Segment Open
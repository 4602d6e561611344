// SPDX-FileCopyrightText: 2026 Phoenix R&D GmbH <hello@phnx.im>
//
// SPDX-License-Identifier: AGPL-3.0-or-later

//! Enumerations stored as text columns in the backend.

use serde::{Deserialize, Serialize};
use strum::{AsRefStr, Display, EnumIter, EnumString};

/// Lifecycle of an idea in the idea bank.
#[derive(
    Debug,
    Clone,
    Copy,
    Default,
    PartialEq,
    Eq,
    Hash,
    Serialize,
    Deserialize,
    Display,
    EnumString,
    EnumIter,
    AsRefStr,
)]
pub enum IdeaStatus {
    #[default]
    Draft,
    Exploring,
    Building,
    Submitted,
}

#[derive(
    Debug,
    Clone,
    Copy,
    Default,
    PartialEq,
    Eq,
    Hash,
    Serialize,
    Deserialize,
    Display,
    EnumString,
    EnumIter,
    AsRefStr,
)]
pub enum HackathonStatus {
    #[default]
    Planned,
    Active,
    Submitted,
}

impl HackathonStatus {
    /// Whether the hackathon has not been submitted yet.
    pub fn is_upcoming(&self) -> bool {
        matches!(self, Self::Planned | Self::Active)
    }
}

/// Role of a team member.
#[derive(
    Debug,
    Clone,
    Copy,
    Default,
    PartialEq,
    Eq,
    Hash,
    Serialize,
    Deserialize,
    Display,
    EnumString,
    EnumIter,
    AsRefStr,
)]
pub enum MemberRole {
    #[default]
    Frontend,
    Backend,
    Design,
    Product,
    Lead,
}

impl MemberRole {
    /// Maps a role column value to a role.
    ///
    /// Missing and unknown values (for example the legacy `Developer` role) fall back to
    /// [`MemberRole::Frontend`].
    pub fn normalize(role: Option<&str>) -> Self {
        role.and_then(|role| role.parse().ok()).unwrap_or_default()
    }
}

#[cfg(test)]
mod test {
    use strum::IntoEnumIterator;

    use super::*;

    #[test]
    fn normalize_role() {
        assert_eq!(MemberRole::normalize(None), MemberRole::Frontend);
        assert_eq!(MemberRole::normalize(Some("Lead")), MemberRole::Lead);
        assert_eq!(MemberRole::normalize(Some("Developer")), MemberRole::Frontend);
        assert_eq!(MemberRole::normalize(Some("design")), MemberRole::Frontend);
    }

    #[test]
    fn status_column_values() {
        let names: Vec<String> = IdeaStatus::iter().map(|s| s.to_string()).collect();
        assert_eq!(names, ["Draft", "Exploring", "Building", "Submitted"]);
        assert_eq!(
            serde_json::to_string(&HackathonStatus::Active).unwrap(),
            "\"Active\""
        );
        assert_eq!("Submitted".parse(), Ok(HackathonStatus::Submitted));
    }

    #[test]
    fn upcoming_hackathons() {
        assert!(HackathonStatus::Planned.is_upcoming());
        assert!(HackathonStatus::Active.is_upcoming());
        assert!(!HackathonStatus::Submitted.is_upcoming());
    }
}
Segment Closed
__What the exercise asks__. What you write must match the records above line for line.

__Solution__.
repository 4602d6e561611344
// SPDX-FileCopyrightText: 2026 Phoenix R&D GmbH <hello@phnx.im>
//
// SPDX-License-Identifier: AGPL-3.0-or-later

//! Enumerations stored as text columns in the backend.

use serde::{Deserialize, Serialize};
use strum::{AsRefStr, Display, EnumIter, EnumString};

/// Lifecycle of an idea in the idea bank.
#[derive(
    Debug,
    Clone,
    Copy,
    Default,
    PartialEq,
    Eq,
    Hash,
    Serialize,
    Deserialize,
    Display,
    EnumString,
    EnumIter,
    AsRefStr,
)]
pub enum IdeaStatus {
    #[default]
    Draft,
    Exploring,
    Building,
    Submitted,
}

#[derive(
    Debug,
    Clone,
    Copy,
    Default,
    PartialEq,
    Eq,
    Hash,
    Serialize,
    Deserialize,
    Display,
    EnumString,
    EnumIter,
    AsRefStr,
)]
pub enum HackathonStatus {
    #[default]
    Planned,
    Active,
    Submitted,
}

impl HackathonStatus {
    /// Whether the hackathon has not been submitted yet.
    pub fn is_upcoming(&self) -> bool {
        matches!(self, Self::Planned | Self::Active)
    }
}

/// Role of a team member.
#[derive(
    Debug,
    Clone,
    Copy,
    Default,
    PartialEq,
    Eq,
    Hash,
    Serialize,
    Deserialize,
    Display,
    EnumString,
    EnumIter,
    AsRefStr,
)]
pub enum MemberRole {
    #[default]
    Frontend,
    Backend,
    Design,
    Product,
    Lead,
}

impl MemberRole {
    /// Maps a role column value to a role.
    ///
    /// Missing and unknown values (for example the legacy `Developer` role) fall back to
    /// [`MemberRole::Frontend`].
    pub fn normalize(role: Option<&str>) -> Self {
        role.and_then(|role| role.parse().ok()).unwrap_or_default()
    }
}

#[cfg(test)]
mod test {
    use strum::IntoEnumIterator;

    use super::*;

    #[test]
    fn normalize_role() {
        assert_eq!(MemberRole::normalize(None), MemberRole::Frontend);
        assert_eq!(MemberRole::normalize(Some("Lead")), MemberRole::Lead);
        assert_eq!(MemberRole::normalize(Some("Developer")), MemberRole::Frontend);
        assert_eq!(MemberRole::normalize(Some("design")), MemberRole::Frontend);
    }

    #[test]
    fn status_column_values() {
        let names: Vec<String> = IdeaStatus::iter().map(|s| s.to_string()).collect();
        assert_eq!(names, ["Draft", "Exploring", "Building", "Submitted"]);
        assert_eq!(
            serde_json::to_string(&HackathonStatus::Active).unwrap(),
            "\"Active\""
        );
        assert_eq!("Submitted".parse(), Ok(HackathonStatus::Submitted));
    }

    #[test]
    fn upcoming_hackathons() {
        assert!(HackathonStatus::Planned.is_upcoming());
        assert!(HackathonStatus::Active.is_upcoming());
        assert!(!HackathonStatus::Submitted.is_upcoming());
    }
}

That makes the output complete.